Patients are often counseled on dietary changes including avoidance of carbonated beverages and use of straws. Mild symptoms may be medically treated with simethicone, metoclopramide, or erythromycin. Rarely, severe symptoms may necessitate surgical intervention. If symptoms are thought to be due to gastroparesis, a pyloroplasty can be considered. Other surgical options include conversion of a 360º fundoplication to a partial fundoplication.
Ongoing dysphagia that persists for longer than 12 weeks postoperatively indicates the need for further evaluation. Dysphagia may be due to wrap failure. Wrap failure includes disruption, slippage, herniation into the chest, or a wrap that is too tight. Dysphagia that presents late may be due to excessive scar formation or wrap migration. A barium swallow should be obtained to assess the fundoplication. Approximately 6-12% of patients may require dilation. 
To achieve consistently excellent outcomes and avoid the above complications, the esophageal surgeon should have a thorough understanding of the pathophysiology of each patient’s disease process. He or she should also be familiar with several modifications (eg, Rossetti) and other partial fundoplications that can be performed to meet the needs of the patient and goals of the operation. A surgeon’s particular training and application of technique, along with patient selection, will determine the overall outcome.
Some patients may require redo Nissen fundoplication because of Nissen failure, ongoing symptoms, or recurrent symptoms.
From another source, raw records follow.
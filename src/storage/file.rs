//! File-backed VLAN Store
//!
//! Keeps the record set as a JSON array in a single file. Every save writes a
//! temporary file in the same directory, fsyncs it and renames it over the
//! target, so readers only ever see a complete document.
//!
//! The id high-water mark lives in a sidecar `<file>.seq`, written before the
//! data file. A crash between the two writes can skip an id but never reuse
//! one.

use crate::domain::ports::VlanStore;
use crate::domain::record_set::RecordSet;
use crate::domain::vlan::VlanRecord;
use crate::error::{Error, Result};
use async_trait::async_trait;
use serde::Deserialize;
use std::io::{self, Write};
use std::path::{Path, PathBuf};
use tempfile::NamedTempFile;
use tokio::fs;
use tracing::{debug, info, warn};

// =============================================================================
// File Store Configuration
// =============================================================================

/// Configuration for the file store
#[derive(Debug, Clone)]
pub struct FileStoreConfig {
    /// Path of the JSON data file
    pub path: PathBuf,
    /// Whether to fsync data and directory on every save
    pub sync_writes: bool,
}

impl Default for FileStoreConfig {
    fn default() -> Self {
        Self {
            path: PathBuf::from("vlans.json"),
            sync_writes: true,
        }
    }
}

// =============================================================================
// Stored Document
// =============================================================================

/// Accepted on-disk layouts
#[derive(Debug, Deserialize)]
#[serde(untagged)]
enum StoredDocument {
    /// Current layout: a bare array of records
    Records(Vec<VlanRecord>),
    /// Envelope written by earlier deployments
    Legacy {
        vlans: Vec<VlanRecord>,
        next_id: u64,
    },
}

// =============================================================================
// File Store
// =============================================================================

/// VLAN store backed by one JSON file plus an id sequence sidecar
#[derive(Debug, Clone)]
pub struct FileStore {
    /// Data file
    path: PathBuf,
    /// Id high-water mark file
    seq_path: PathBuf,
    /// Directory holding both files
    dir: PathBuf,
    /// Whether to fsync on save
    sync_writes: bool,
}

impl FileStore {
    /// Create a file store at `path` with default settings
    pub fn new(path: impl Into<PathBuf>) -> Result<Self> {
        Self::with_config(FileStoreConfig {
            path: path.into(),
            ..Default::default()
        })
    }

    /// Create a file store with full config
    pub fn with_config(config: FileStoreConfig) -> Result<Self> {
        let file_name = config.path.file_name().ok_or_else(|| {
            Error::Configuration(format!(
                "data file path {} has no file name",
                config.path.display()
            ))
        })?;

        let mut seq_name = file_name.to_os_string();
        seq_name.push(".seq");

        let dir = match config.path.parent() {
            Some(parent) if !parent.as_os_str().is_empty() => parent.to_path_buf(),
            _ => PathBuf::from("."),
        };

        Ok(Self {
            seq_path: config.path.with_file_name(seq_name),
            path: config.path,
            dir,
            sync_writes: config.sync_writes,
        })
    }

    /// Path of the data file
    pub fn path(&self) -> &Path {
        &self.path
    }

    /// Path of the id sequence sidecar
    pub fn seq_path(&self) -> &Path {
        &self.seq_path
    }

    async fn read_seq(&self) -> Result<u64> {
        match fs::read_to_string(&self.seq_path).await {
            Ok(text) => text.trim().parse().map_err(|_| {
                Error::StorageUnavailable(format!(
                    "malformed id sequence in {}",
                    self.seq_path.display()
                ))
            }),
            Err(e) if e.kind() == io::ErrorKind::NotFound => Ok(0),
            Err(e) => Err(storage_error("reading", &self.seq_path, e)),
        }
    }

    async fn read_data(&self) -> Result<Option<Vec<u8>>> {
        match fs::read(&self.path).await {
            Ok(bytes) => Ok(Some(bytes)),
            Err(e) if e.kind() == io::ErrorKind::NotFound => Ok(None),
            Err(e) => Err(storage_error("reading", &self.path, e)),
        }
    }

    /// Create an empty data file unless one already exists
    ///
    /// Runs on the lock-free read path, so it must never replace a document
    /// a concurrent save has just renamed into place. The sequence sidecar is
    /// left alone.
    async fn create_empty(&self) -> Result<()> {
        let dir = self.dir.clone();
        let path = self.path.clone();
        let sync = self.sync_writes;

        let created = tokio::task::spawn_blocking(move || -> Result<bool> {
            std::fs::create_dir_all(&dir).map_err(|e| storage_error("creating", &dir, e))?;
            write_new(&dir, &path, b"[]\n", sync).map_err(|e| storage_error("creating", &path, e))
        })
        .await
        .map_err(|e| Error::Internal(format!("create task failed: {}", e)))??;

        if created {
            info!("Data file {} not found, initialized empty store", self.path.display());
        }
        Ok(())
    }

    fn parse_document(&self, bytes: &[u8]) -> Result<(Vec<VlanRecord>, u64)> {
        let document: StoredDocument = serde_json::from_slice(bytes).map_err(|e| {
            Error::StorageUnavailable(format!(
                "malformed data file {}: {}",
                self.path.display(),
                e
            ))
        })?;

        let (records, next_id) = match document {
            StoredDocument::Records(records) => (records, 0),
            StoredDocument::Legacy { vlans, next_id } => {
                info!(
                    "Loaded legacy envelope from {}; it will be rewritten as an array on next save",
                    self.path.display()
                );
                (vlans, next_id)
            }
        };

        for record in &records {
            if let Err(errors) = record.check() {
                return Err(Error::StorageUnavailable(format!(
                    "record {} in {} is invalid: {}",
                    record.id,
                    self.path.display(),
                    Error::Validation(errors)
                )));
            }
        }

        Ok((records, next_id))
    }
}

#[async_trait]
impl VlanStore for FileStore {
    async fn load(&self) -> Result<RecordSet> {
        let bytes = match self.read_data().await? {
            Some(bytes) => bytes,
            None => {
                self.create_empty().await?;
                self.read_data().await?.ok_or_else(|| {
                    Error::StorageUnavailable(format!(
                        "data file {} vanished after creation",
                        self.path.display()
                    ))
                })?
            }
        };

        let (records, legacy_next_id) = self.parse_document(&bytes)?;
        let seq = self.read_seq().await?;

        let mut set = RecordSet::from_records(records)?;
        set.raise_next_id(seq.max(legacy_next_id));

        debug!(
            "Loaded {} VLAN records from {} (next id {})",
            set.len(),
            self.path.display(),
            set.next_id()
        );
        Ok(set)
    }

    async fn save(&self, records: &RecordSet) -> Result<()> {
        let records_vec: Vec<&VlanRecord> = records.iter().collect();
        let mut document = serde_json::to_vec_pretty(&records_vec)?;
        document.push(b'\n');
        let seq = format!("{}\n", records.next_id());

        let dir = self.dir.clone();
        let path = self.path.clone();
        let seq_path = self.seq_path.clone();
        let sync = self.sync_writes;

        tokio::task::spawn_blocking(move || -> Result<()> {
            std::fs::create_dir_all(&dir).map_err(|e| storage_error("creating", &dir, e))?;
            write_atomic(&dir, &seq_path, seq.as_bytes(), sync)
                .map_err(|e| storage_error("writing", &seq_path, e))?;
            write_atomic(&dir, &path, &document, sync)
                .map_err(|e| storage_error("writing", &path, e))?;
            Ok(())
        })
        .await
        .map_err(|e| Error::Internal(format!("save task failed: {}", e)))??;

        debug!("Saved {} VLAN records to {}", records.len(), self.path.display());
        Ok(())
    }

    async fn health_check(&self) -> bool {
        let dir = self.dir.clone();
        let path = self.path.clone();

        let probe = tokio::task::spawn_blocking(move || -> io::Result<()> {
            if !std::fs::metadata(&dir)?.is_dir() {
                return Err(io::Error::new(io::ErrorKind::Other, "not a directory"));
            }
            // Dropping the probe file removes it
            NamedTempFile::new_in(&dir)?;
            match std::fs::File::open(&path) {
                Ok(file) if file.metadata()?.is_file() => Ok(()),
                Ok(_) => Err(io::Error::new(io::ErrorKind::Other, "data path is not a file")),
                Err(e) if e.kind() == io::ErrorKind::NotFound => Ok(()),
                Err(e) => Err(e),
            }
        })
        .await;

        match probe {
            Ok(Ok(())) => true,
            Ok(Err(e)) => {
                warn!("Storage health check failed for {}: {}", self.path.display(), e);
                false
            }
            Err(e) => {
                warn!("Storage health check task failed: {}", e);
                false
            }
        }
    }

    fn backend_name(&self) -> &str {
        "file"
    }
}

// =============================================================================
// Utility Functions
// =============================================================================

/// Write `content` to `path` via temp file + rename in `dir`
fn write_atomic(dir: &Path, path: &Path, content: &[u8], sync: bool) -> io::Result<()> {
    let mut tmp = NamedTempFile::new_in(dir)?;
    tmp.write_all(content)?;
    tmp.flush()?;
    if sync {
        tmp.as_file().sync_all()?;
    }
    tmp.persist(path).map_err(|e| e.error)?;

    #[cfg(unix)]
    if sync {
        std::fs::File::open(dir)?.sync_all()?;
    }
    Ok(())
}

/// Like [`write_atomic`] but never replaces an existing `path`
///
/// Returns `false` when `path` already existed.
fn write_new(dir: &Path, path: &Path, content: &[u8], sync: bool) -> io::Result<bool> {
    let mut tmp = NamedTempFile::new_in(dir)?;
    tmp.write_all(content)?;
    tmp.flush()?;
    if sync {
        tmp.as_file().sync_all()?;
    }
    match tmp.persist_noclobber(path) {
        Ok(_) => {}
        Err(e) if e.error.kind() == io::ErrorKind::AlreadyExists => return Ok(false),
        Err(e) => return Err(e.error),
    }

    #[cfg(unix)]
    if sync {
        std::fs::File::open(dir)?.sync_all()?;
    }
    Ok(true)
}

fn storage_error(action: &str, path: &Path, e: io::Error) -> Error {
    Error::StorageUnavailable(format!("{} {}: {}", action, path.display(), e))
}
//! Validation Engine
//!
//! Cross-field and cross-record rules applied at use-case boundaries. Each
//! use case runs its stages in a fixed order and stops at the first failing
//! stage.

use crate::domain::record_set::RecordSet;
use crate::domain::vlan::{
    parse_cidr, parse_ipv4, validate_structural, FieldError, NewVlan, VlanFields, VlanPatch,
    VlanRecord,
};
use crate::error::{Error, Result};

/// Check that `gateway` lies in `[network, broadcast]` of `subnet`
///
/// Network and broadcast addresses themselves are accepted.
pub fn validate_gateway_in_subnet(gateway: &str, subnet: &str) -> Result<()> {
    let network = parse_cidr(subnet).ok_or_else(|| {
        Error::Validation(vec![FieldError::new(
            "subnet",
            "invalid_cidr",
            format!("'{}' is not a CIDR subnet", subnet),
        )])
    })?;
    let gateway_addr = parse_ipv4(gateway).ok_or_else(|| {
        Error::Validation(vec![FieldError::new(
            "gateway",
            "invalid_ipv4",
            format!("'{}' is not an IPv4 address", gateway),
        )])
    })?;

    let first = u32::from(network.network());
    let last = u32::from(network.broadcast());
    let value = u32::from(gateway_addr);

    if (first..=last).contains(&value) {
        Ok(())
    } else {
        Err(Error::GatewayNotInSubnet {
            gateway: gateway.to_string(),
            subnet: subnet.to_string(),
        })
    }
}

/// Check that no other record already uses `vlan_id`
///
/// `exclude_id` names the record being updated, which may keep its own VLAN ID.
pub fn validate_vlan_id_unique(
    vlan_id: u16,
    exclude_id: Option<u64>,
    records: &RecordSet,
) -> Result<()> {
    match records.find_by_vlan_id(vlan_id) {
        Some(owner) if Some(owner) != exclude_id => Err(Error::VlanConflict { vlan_id }),
        _ => Ok(()),
    }
}

/// Structural -> VLAN ID uniqueness -> gateway-in-subnet
pub fn validate_create(cmd: &NewVlan, records: &RecordSet) -> Result<VlanFields> {
    let fields = validate_structural(cmd).map_err(Error::Validation)?;
    validate_vlan_id_unique(fields.vlan_id, None, records)?;
    validate_gateway_in_subnet(&fields.gateway, &fields.subnet)?;
    Ok(fields)
}

/// Validate the supplied patch fields and return the merged record
///
/// Uniqueness is checked only when the VLAN ID changes, gateway containment
/// only when the subnet or gateway changes.
pub fn validate_update(
    current: &VlanRecord,
    patch: &VlanPatch,
    records: &RecordSet,
) -> Result<VlanRecord> {
    let merged = patch.merge_onto(current).map_err(Error::Validation)?;

    if merged.vlan_id_changed {
        validate_vlan_id_unique(merged.record.vlan_id, Some(current.id), records)?;
    }
    if merged.addressing_changed {
        validate_gateway_in_subnet(&merged.record.gateway, &merged.record.subnet)?;
    }

    Ok(merged.record)
}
The need for recurrent surgery is less in patients undergoing open Nissen fundoplication than it is in those undergoing the equivalent laparoscopic operation.  The lower incidence of recurrence after open fundoplication has been observed in pediatric as well as adult patients. [12, 13]
Other late postoperative complications include small-bowel obstruction due to adhesions and hernias.